11/29/2004

"A Portuguesa", Retórica de um Hino

Segundo a "Enciclopédia Portuguesa e Brasileira", a melodia de "A Portuguesa" (da autoria de Alfredo Keil) é generosa, mas prejudicada, quando se canta, pelo facto de a sua tessitura exceder a tessitura média da voz - "o que, para vozes não cultivadas, torna a sua entoação sempre deficultosa". Ainda tem outro senão, de acordo com a Enciclopédia: a prosódia é defeituosa, porque a adaptação dos versos foi feita posteriormente (acrescentam, aliás, que esses versos de Lopes de Mendonça não valem a inspiração musical da canção). Por causa dos esforços para facilitar a união da letra e da música - a métrica tem problemas - , ouve-se cantar o hino de maneiras diferentes. E já não se canta a segunda parte. O que é uma pena , porque a primeira parte é a mais pobrezinha.
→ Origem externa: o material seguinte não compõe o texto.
//! Text helpers applied to catalog source and identifiers before they are written.

/// Identifiers that must be quoted when emitted as column or constraint names.
const RESERVED_WORDS: &[&str] = &[
    "asc",
    "check",
    "column",
    "count",
    "default",
    "desc",
    "end",
    "from",
    "group",
    "limit",
    "line",
    "offset",
    "order",
    "primary",
    "references",
    "select",
    "table",
    "to",
    "user",
    "uuid",
    "where",
    "window",
];

/// Normalize line endings to `\n` and tabs to two spaces.
pub fn normalize_source(src: &str) -> String {
    src.replace("\r\n", "\n")
        .replace("\n\r", "\n")
        .replace('\r', "\n")
        .replace('\t', "  ")
}

/// Same as [`normalize_source`], passing a missing value through untouched.
pub fn normalize_optional_source(src: Option<&str>) -> Option<String> {
    src.map(normalize_source)
}

/// Strip one pair of surrounding double quotes.
pub fn unquote(value: &str) -> &str {
    if value.len() >= 2 && value.starts_with('"') && value.ends_with('"') {
        &value[1..value.len() - 1]
    } else {
        value
    }
}

/// [`unquote`] applied to each dotted part: `app."order"` becomes `app.order`.
pub fn unquote_qualified(value: &str) -> String {
    value.split('.').map(unquote).collect::<Vec<_>>().join(".")
}

/// Quote an identifier when it is a reserved word or a pseudo name like `?column?`.
pub fn quote_if_unsafe(value: &str) -> String {
    let lowered = value.to_lowercase();
    if value.contains('?') || RESERVED_WORDS.contains(&lowered.as_str()) {
        format!("\"{value}\"")
    } else {
        value.to_string()
    }
}
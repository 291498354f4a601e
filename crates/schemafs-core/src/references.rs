//! Text-pattern discovery of the objects a generated statement depends on.
//!
//! These scan the DDL this crate writes, not arbitrary SQL.

use std::sync::OnceLock;

use regex::Regex;

use crate::normalize::unquote_qualified;

/// Functions that exist in every database and never need a file of their own.
const BUILTIN_FUNCTIONS: [&str; 2] = ["now", "nextval"];

fn table_reference_pattern() -> Option<&'static Regex> {
    static PATTERN: OnceLock<Option<Regex>> = OnceLock::new();
    PATTERN
        .get_or_init(|| Regex::new(r#"(?i)\breferences\s+((?:"[^"]+"|[\w$]+)(?:\.(?:"[^"]+"|[\w$]+))*)"#).ok())
        .as_ref()
}

fn function_reference_pattern() -> Option<&'static Regex> {
    static PATTERN: OnceLock<Option<Regex>> = OnceLock::new();
    PATTERN
        .get_or_init(|| Regex::new(r#"(?i)\bdefault\s+((?:"[^"]+"|[\w$]+)(?:\.(?:"[^"]+"|[\w$]+))*)\s*\("#).ok())
        .as_ref()
}

/// Identifiers following `references`, unquoted part by part, in source order.
pub fn extract_table_references(sql: &str) -> Vec<String> {
    let Some(pattern) = table_reference_pattern() else {
        return Vec::new();
    };
    pattern
        .captures_iter(sql)
        .filter_map(|captures| captures.get(1))
        .map(|identifier| unquote_qualified(identifier.as_str()))
        .collect()
}

/// Functions called as column defaults, minus the builtins.
pub fn extract_function_references(sql: &str) -> Vec<String> {
    let Some(pattern) = function_reference_pattern() else {
        return Vec::new();
    };
    pattern
        .captures_iter(sql)
        .filter_map(|captures| captures.get(1))
        .map(|identifier| unquote_qualified(identifier.as_str()))
        .filter(|name| {
            let last = name.rsplit('.').next().unwrap_or(name).to_lowercase();
            !BUILTIN_FUNCTIONS.contains(&last.as_str())
        })
        .collect()
}

/// True when the dotted parts of `identifier` appear as consecutive
/// dotted segments of `file_name`.
///
/// `table.app.users.sql` matches `users` and `app.users`, but not `user`.
pub fn file_matches_identifier(file_name: &str, identifier: &str) -> bool {
    let segments: Vec<&str> = file_name.split('.').collect();
    let parts: Vec<&str> = identifier.split('.').collect();
    if parts.is_empty() || parts.len() > segments.len() {
        return false;
    }
    segments.windows(parts.len()).any(|window| window == parts.as_slice())
}
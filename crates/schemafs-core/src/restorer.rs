use std::collections::{HashSet, VecDeque};
use std::fs;
use std::path::PathBuf;

use crate::error::{Error, Result};
use crate::executor::Executor;
use crate::kind::{SchemaObjectKind, replay_bucket_for};
use crate::logger::Logger;
use crate::references::{
    extract_function_references, extract_table_references, file_matches_identifier,
};

/// Outcome of a successful restore.
#[derive(Debug, Clone, Default, PartialEq, Eq)]
pub struct RestoreReport {
    /// Files in the order they were executed.
    pub executed: Vec<String>,
    /// Number of times a failing file was sent to the back of the queue.
    pub deferred: usize,
}

/// Sort file names into the initial replay order: kind bucket, then name.
pub fn initial_order(mut files: Vec<String>) -> VecDeque<String> {
    files.sort_by(|left, right| {
        replay_bucket_for(left)
            .cmp(&replay_bucket_for(right))
            .then_with(|| left.cmp(right))
    });
    files.into()
}

/// Replays a directory written by [`crate::SchemaWriter`] against a database.
///
/// There is no dependency graph. Files run in bucket order; a table whose
/// column defaults call a function pulls that function file forward, and a
/// failing file is retried after the others. A file that fails again before
/// anything else succeeded aborts the restore. Statements that already ran
/// stay applied.
pub struct SchemaRestorer<'a> {
    root: PathBuf,
    executor: &'a dyn Executor,
    logger: &'a dyn Logger,
}

impl<'a> SchemaRestorer<'a> {
    pub fn new(
        root: impl Into<PathBuf>,
        executor: &'a dyn Executor,
        logger: &'a dyn Logger,
    ) -> Self {
        Self {
            root: root.into(),
            executor,
            logger,
        }
    }

    /// File names under the root in initial replay order.
    pub fn read_dir(&self) -> Result<VecDeque<String>> {
        let mut files = Vec::new();
        for entry in fs::read_dir(&self.root)? {
            let entry = entry?;
            if entry.file_type()?.is_file() {
                files.push(entry.file_name().to_string_lossy().into_owned());
            }
        }
        Ok(initial_order(files))
    }

    pub fn read(&self, file: &str) -> Result<String> {
        Ok(fs::read_to_string(self.root.join(file))?)
    }

    pub async fn restore(&self) -> Result<RestoreReport> {
        self.logger
            .info(&format!("reading contents from: {}", self.root.display()));
        let mut pending = self.read_dir()?;
        let report = self.replay(&mut pending).await?;
        self.logger.info("all contents restored!");
        Ok(report)
    }

    /// Drain `pending`, executing each file once it reaches the front.
    pub async fn replay(&self, pending: &mut VecDeque<String>) -> Result<RestoreReport> {
        let mut report = RestoreReport::default();
        let mut failed_since_progress: HashSet<String> = HashSet::new();

        while let Some(file) = pending.front().cloned() {
            let contents = self.read(&file)?;

            if self.shift_dependencies(&file, &contents, pending) {
                continue;
            }

            match self.executor.execute(&contents).await {
                Ok(()) => {
                    pending.pop_front();
                    failed_since_progress.clear();
                    report.executed.push(file);
                }
                Err(err) if failed_since_progress.contains(&file) => {
                    self.logger
                        .error(&format!("error processing file {file}: {err}"));
                    return Err(Error::Restore {
                        file,
                        message: err.to_string(),
                    });
                }
                Err(err) => {
                    self.logger.warn(&format!(
                        "error processing file {file}, retrying later: {err}"
                    ));
                    pending.pop_front();
                    pending.push_back(file.clone());
                    failed_since_progress.insert(file);
                    report.deferred += 1;
                }
            }
        }

        Ok(report)
    }

    /// Move later files that `file` depends on to the front of `pending`,
    /// keeping their relative order. Returns whether anything moved.
    fn shift_dependencies(
        &self,
        file: &str,
        contents: &str,
        pending: &mut VecDeque<String>,
    ) -> bool {
        let (identifiers, target) = match SchemaObjectKind::from_file_name(file) {
            Some(SchemaObjectKind::Table) => (
                extract_function_references(contents),
                SchemaObjectKind::Function,
            ),
            Some(SchemaObjectKind::ForeignKey) => {
                (extract_table_references(contents), SchemaObjectKind::Table)
            }
            _ => return false,
        };
        if identifiers.is_empty() {
            return false;
        }

        let positions: Vec<usize> = pending
            .iter()
            .enumerate()
            .skip(1)
            .filter(|(_, candidate)| {
                SchemaObjectKind::from_file_name(candidate) == Some(target)
                    && identifiers
                        .iter()
                        .any(|identifier| file_matches_identifier(candidate, identifier))
            })
            .map(|(position, _)| position)
            .collect();
        if positions.is_empty() {
            return false;
        }

        let mut moved = Vec::with_capacity(positions.len());
        for position in positions.into_iter().rev() {
            if let Some(dependency) = pending.remove(position) {
                moved.push(dependency);
            }
        }
        // `moved` is back-to-front, so pushing each to the front restores order.
        for dependency in moved {
            self.logger
                .info(&format!("moving {dependency} before {file}"));
            pending.push_front(dependency);
        }
        true
    }
}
Nessa primeira parte, a que nós cantamos, nota-se, como emtodos os hinos, uma forte dimensão exclamativa e aplativa (vocifrante, mesmo). Mas essa maneira vagamente imprecatória de apostrofar e chamar - veja-se o cora - é combinada com uma parte sublimadora, senão corria o risco de se parecer com uma coisa de taberna. Assim, compensando o lado um pouco mais desabrido, tem as sublimações que lhe vêm do vocabulário a elevar-se, para alçapremar a alma. "Egrégios", por exemplo. E, evidentemente, uma expressão mais sublime, como "as brumas da memória".
A esta dimensão das vociferações sublimadas, acrescenta-se outra: a de uma horizontalidade vectorizada, por assim dizer, que começa por ser verticalidade. Simplificando: vê-se em "Levantai hoje de novo", que é a verticalidade, depois com o movimento para a frente do "marchar, marchar". Este movimento assegura a dimensão de fraternidade fálica ou pelo menos viril que de uma maneira geral os hinos nacionais sempre têm para poder funcionar em isotopia - ou linha de sentido - bélica. O mais curioso, aqui, é a noção de "Pátria": como faz parte dos fantasmas, aparece como uma voz - "Ó Pátria, sente-se a voz" - numa espécie de alucinação auditiva. É curioso, uma cena fantasmática suportada auditivamente.
A segunda parte, que já ninguém canta, é o fim feliz. Começa por manter o tom fálico: "o sol que desponta". Mas depois vem a alegria, com "ridente" e "jucundo" (jucundo é como jovial e prazenteiro). E o obstáculo ("o eco de uma afronta") transforma-se em trampolim ("o sinal de ressurgir"); nas análises de texto, é a transformação do oponente em adjuvante, para a conquista da plenitude. Torna-se muito bonito, porque se introduz a dimensão pacificante da mãe ("são como beijos de mãe") a desfraldar - ou seja, a mãe na sua dimensão de fralda; e a voz já não é fantasmática, é um brado, porque " POrtugal não pereceu!". No "Beija o solo teu jucundo" há uma óbvia componente religiosa; lembremo-nos do que faz o Papa assim que sai de um avião. Já " O oceano a rugir de amor", é um caso mais complexo: por um lado, é um cruzamento de "mãe" e de "mar", como muitas vezes acontece. Por outro, o facto de "mar" ter passado a "Oceano", que ainda por cima está "a rugir de amor", é um cruzamento com o lado fálico que vem do princípio: e tudo nos precipita para um glorioso fim. A mãe fálica que dá novos mundos ao mundo. A nossa Pátria. E como é a nossa Pátria não se pode escrever sobre o Hino, nem comentar a Bandeira.